= Beginning of Section =

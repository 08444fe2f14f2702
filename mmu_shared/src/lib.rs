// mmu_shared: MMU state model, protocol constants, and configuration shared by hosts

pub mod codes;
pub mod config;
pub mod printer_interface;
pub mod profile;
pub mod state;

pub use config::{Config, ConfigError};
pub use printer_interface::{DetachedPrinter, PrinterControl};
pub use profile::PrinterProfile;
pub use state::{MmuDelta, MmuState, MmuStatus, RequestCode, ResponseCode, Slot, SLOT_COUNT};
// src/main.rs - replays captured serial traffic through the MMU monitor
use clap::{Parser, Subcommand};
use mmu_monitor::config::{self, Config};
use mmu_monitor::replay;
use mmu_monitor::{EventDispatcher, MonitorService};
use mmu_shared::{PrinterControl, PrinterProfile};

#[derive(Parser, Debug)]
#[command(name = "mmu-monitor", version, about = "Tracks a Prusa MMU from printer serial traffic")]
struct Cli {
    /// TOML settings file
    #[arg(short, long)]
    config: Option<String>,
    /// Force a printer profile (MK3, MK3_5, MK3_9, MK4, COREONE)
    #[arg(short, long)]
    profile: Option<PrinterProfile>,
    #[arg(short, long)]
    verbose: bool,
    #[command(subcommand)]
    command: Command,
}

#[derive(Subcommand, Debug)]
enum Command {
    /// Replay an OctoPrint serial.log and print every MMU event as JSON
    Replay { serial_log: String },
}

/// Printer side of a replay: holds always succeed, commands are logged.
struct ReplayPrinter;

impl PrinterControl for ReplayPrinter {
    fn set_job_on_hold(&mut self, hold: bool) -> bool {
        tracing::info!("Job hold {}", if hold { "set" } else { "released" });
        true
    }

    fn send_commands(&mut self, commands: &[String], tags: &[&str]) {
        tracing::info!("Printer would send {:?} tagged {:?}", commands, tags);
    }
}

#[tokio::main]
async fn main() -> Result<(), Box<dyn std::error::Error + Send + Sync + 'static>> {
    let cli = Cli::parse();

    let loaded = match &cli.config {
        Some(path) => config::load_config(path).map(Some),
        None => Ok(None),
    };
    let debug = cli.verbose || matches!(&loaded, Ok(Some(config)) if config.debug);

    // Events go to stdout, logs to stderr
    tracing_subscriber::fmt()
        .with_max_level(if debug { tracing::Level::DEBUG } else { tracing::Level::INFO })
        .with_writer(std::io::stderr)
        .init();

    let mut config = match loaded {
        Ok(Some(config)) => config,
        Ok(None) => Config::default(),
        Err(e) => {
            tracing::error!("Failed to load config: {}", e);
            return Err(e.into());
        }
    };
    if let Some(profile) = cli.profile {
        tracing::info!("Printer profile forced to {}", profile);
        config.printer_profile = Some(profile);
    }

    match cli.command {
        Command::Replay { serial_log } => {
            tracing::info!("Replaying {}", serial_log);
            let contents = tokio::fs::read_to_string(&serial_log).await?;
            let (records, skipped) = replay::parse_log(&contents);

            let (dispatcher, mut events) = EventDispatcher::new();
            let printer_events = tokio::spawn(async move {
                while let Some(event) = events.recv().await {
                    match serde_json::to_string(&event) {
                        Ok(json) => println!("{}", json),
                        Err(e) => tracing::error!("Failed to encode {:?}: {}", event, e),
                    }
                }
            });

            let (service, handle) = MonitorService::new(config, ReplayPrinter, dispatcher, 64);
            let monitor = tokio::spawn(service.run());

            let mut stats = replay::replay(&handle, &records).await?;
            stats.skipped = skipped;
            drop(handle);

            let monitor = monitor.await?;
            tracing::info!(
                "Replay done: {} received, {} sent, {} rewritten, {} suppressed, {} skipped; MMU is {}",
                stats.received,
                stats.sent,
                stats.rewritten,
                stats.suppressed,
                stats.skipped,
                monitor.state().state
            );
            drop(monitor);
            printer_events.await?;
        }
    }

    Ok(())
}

= End of Section =

* Task details:
Wherever the string "verbose" occurs in the listing, return the line it sits on.

* Output of the task:
    verbose: bool,
    let debug = cli.verbose || matches!(&loaded, Ok(Some(config)) if config.debug);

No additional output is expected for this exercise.